▶ **ABOUT THIS TASK**
Only these lines of the data below are wanted: the one with "rank.len() > 1", the one with "let normalized: Vec<String>", and any lines between them, each repeated exactly.

▶ **DATA IN THIS EXERCISE**
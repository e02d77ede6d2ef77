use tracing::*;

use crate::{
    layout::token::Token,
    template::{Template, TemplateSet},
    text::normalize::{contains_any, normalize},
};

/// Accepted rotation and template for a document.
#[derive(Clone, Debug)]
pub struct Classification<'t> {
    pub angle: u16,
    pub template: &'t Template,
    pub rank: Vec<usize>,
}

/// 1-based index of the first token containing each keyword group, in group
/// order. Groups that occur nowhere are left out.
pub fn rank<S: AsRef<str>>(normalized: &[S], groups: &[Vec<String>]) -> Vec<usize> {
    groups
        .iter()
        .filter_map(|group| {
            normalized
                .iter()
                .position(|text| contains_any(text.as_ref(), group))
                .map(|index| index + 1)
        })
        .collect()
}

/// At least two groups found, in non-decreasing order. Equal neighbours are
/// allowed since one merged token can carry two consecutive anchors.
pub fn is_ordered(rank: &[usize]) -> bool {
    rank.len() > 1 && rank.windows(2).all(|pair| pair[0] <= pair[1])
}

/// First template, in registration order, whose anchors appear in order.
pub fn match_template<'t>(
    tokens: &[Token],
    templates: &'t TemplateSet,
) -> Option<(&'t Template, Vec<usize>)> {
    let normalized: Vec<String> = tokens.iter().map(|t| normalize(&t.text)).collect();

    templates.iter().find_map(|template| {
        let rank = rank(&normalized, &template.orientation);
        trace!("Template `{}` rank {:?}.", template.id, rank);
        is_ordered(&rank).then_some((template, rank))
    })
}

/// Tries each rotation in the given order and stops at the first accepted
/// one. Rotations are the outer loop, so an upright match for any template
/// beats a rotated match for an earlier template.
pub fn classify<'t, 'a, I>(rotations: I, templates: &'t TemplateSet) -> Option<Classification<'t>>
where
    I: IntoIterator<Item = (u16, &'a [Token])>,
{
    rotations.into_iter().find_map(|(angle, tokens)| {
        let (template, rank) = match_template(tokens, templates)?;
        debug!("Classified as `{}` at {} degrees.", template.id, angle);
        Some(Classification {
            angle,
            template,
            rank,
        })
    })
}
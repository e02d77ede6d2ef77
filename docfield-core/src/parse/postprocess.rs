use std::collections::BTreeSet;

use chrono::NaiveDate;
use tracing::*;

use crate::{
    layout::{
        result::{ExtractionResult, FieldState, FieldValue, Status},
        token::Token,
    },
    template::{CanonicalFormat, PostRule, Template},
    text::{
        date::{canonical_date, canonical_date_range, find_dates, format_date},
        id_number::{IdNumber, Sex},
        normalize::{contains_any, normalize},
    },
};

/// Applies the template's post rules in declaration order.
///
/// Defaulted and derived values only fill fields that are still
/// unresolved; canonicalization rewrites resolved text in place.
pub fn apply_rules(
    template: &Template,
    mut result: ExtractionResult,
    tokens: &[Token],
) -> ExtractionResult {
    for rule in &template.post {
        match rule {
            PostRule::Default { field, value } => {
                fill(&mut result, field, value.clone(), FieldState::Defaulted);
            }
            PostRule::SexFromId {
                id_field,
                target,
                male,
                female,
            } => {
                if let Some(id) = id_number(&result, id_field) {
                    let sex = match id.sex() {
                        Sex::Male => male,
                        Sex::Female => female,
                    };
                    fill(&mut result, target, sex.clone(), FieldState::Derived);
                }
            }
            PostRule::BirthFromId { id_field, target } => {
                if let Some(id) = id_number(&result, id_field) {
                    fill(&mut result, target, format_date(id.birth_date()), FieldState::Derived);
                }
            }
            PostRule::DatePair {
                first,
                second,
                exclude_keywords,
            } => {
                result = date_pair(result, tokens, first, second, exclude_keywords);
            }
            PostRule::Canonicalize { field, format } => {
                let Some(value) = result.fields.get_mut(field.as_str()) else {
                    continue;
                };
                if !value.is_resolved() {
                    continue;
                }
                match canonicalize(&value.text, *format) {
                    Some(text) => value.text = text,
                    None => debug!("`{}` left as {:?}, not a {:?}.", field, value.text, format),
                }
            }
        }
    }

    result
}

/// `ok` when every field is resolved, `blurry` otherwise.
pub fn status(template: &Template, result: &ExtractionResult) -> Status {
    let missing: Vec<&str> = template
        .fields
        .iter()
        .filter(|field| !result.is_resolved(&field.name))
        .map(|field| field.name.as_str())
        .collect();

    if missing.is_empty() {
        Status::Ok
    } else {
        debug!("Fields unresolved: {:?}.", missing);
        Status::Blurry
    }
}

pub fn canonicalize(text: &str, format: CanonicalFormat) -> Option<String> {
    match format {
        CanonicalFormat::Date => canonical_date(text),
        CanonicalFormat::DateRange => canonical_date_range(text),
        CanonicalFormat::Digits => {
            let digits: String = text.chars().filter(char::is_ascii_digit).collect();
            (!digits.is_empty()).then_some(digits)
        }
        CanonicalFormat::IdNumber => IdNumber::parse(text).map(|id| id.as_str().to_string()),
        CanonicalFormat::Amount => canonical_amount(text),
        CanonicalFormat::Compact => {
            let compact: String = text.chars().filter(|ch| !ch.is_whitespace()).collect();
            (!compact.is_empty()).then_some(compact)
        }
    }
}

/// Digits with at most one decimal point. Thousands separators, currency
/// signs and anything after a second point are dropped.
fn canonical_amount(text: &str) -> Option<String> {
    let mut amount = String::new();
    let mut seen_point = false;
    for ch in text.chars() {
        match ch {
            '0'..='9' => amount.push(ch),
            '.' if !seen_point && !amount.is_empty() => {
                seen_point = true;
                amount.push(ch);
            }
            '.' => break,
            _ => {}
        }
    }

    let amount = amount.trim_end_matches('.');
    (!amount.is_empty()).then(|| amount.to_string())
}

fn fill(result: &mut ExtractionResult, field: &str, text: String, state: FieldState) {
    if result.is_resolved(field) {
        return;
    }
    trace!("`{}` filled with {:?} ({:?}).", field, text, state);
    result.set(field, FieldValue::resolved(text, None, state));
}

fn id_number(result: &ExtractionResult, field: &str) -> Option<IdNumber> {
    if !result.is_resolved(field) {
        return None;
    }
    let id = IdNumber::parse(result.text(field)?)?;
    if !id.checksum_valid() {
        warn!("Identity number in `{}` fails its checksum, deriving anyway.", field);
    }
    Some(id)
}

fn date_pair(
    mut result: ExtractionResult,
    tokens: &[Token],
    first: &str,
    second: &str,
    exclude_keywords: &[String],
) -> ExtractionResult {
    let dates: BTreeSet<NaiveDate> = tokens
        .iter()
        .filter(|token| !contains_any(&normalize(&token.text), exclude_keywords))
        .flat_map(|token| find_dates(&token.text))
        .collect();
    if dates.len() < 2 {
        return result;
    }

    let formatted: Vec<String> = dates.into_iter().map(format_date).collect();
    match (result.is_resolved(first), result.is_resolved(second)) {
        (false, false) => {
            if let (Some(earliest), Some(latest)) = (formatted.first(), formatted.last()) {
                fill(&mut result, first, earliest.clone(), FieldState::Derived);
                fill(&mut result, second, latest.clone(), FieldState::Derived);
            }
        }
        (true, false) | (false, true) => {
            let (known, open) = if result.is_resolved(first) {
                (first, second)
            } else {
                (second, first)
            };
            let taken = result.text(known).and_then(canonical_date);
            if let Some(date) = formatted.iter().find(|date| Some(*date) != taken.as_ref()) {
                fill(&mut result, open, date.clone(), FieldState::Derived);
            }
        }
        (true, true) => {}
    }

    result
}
---
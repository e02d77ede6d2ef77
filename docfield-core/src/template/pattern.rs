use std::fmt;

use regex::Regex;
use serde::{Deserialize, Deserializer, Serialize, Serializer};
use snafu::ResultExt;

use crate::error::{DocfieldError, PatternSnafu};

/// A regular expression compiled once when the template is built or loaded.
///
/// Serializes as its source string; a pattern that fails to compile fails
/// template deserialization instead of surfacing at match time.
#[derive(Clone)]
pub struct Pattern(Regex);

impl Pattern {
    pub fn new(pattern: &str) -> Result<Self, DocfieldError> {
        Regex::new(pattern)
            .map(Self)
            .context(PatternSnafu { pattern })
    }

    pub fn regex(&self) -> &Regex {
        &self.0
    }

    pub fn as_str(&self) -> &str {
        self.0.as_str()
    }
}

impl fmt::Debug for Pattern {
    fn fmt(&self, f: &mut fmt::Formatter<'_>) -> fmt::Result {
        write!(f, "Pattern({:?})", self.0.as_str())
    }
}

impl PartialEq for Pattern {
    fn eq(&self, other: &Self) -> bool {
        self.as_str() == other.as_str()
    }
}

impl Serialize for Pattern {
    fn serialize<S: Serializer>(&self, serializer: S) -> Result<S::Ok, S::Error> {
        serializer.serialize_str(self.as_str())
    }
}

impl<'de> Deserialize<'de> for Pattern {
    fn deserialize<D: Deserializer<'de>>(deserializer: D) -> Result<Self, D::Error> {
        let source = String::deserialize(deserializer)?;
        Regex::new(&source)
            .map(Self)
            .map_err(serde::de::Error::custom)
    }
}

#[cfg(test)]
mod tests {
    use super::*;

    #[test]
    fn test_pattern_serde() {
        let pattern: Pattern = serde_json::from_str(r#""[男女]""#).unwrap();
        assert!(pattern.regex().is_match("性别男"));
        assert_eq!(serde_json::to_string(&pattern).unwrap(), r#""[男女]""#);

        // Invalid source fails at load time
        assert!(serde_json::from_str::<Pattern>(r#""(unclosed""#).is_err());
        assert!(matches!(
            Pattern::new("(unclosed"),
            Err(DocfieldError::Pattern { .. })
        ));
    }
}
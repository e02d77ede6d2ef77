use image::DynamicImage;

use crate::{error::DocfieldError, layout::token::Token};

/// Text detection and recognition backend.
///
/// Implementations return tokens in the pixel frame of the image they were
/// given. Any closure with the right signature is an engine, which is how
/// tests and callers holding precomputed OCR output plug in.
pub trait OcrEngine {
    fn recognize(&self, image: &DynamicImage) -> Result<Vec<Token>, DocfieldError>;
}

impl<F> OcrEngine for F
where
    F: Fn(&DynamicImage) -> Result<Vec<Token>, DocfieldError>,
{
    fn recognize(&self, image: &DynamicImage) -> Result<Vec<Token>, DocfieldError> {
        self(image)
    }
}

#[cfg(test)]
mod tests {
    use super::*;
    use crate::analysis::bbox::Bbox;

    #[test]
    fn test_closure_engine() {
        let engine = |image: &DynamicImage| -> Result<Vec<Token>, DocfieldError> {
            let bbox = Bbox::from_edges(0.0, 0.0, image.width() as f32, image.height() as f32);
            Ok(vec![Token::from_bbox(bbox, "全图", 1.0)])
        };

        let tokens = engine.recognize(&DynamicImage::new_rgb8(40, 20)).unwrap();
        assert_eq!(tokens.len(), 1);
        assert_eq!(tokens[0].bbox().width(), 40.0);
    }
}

▶ **EXERCISE ANSWER**
    rank.len() > 1 && rank.windows(2).all(|pair| pair[0] <= pair[1])
}

/// First template, in registration order, whose anchors appear in order.
pub fn match_template<'t>(
    tokens: &[Token],
    templates: &'t TemplateSet,
) -> Option<(&'t Template, Vec<usize>)> {
    let normalized: Vec<String> = tokens.iter().map(|t| normalize(&t.text)).collect();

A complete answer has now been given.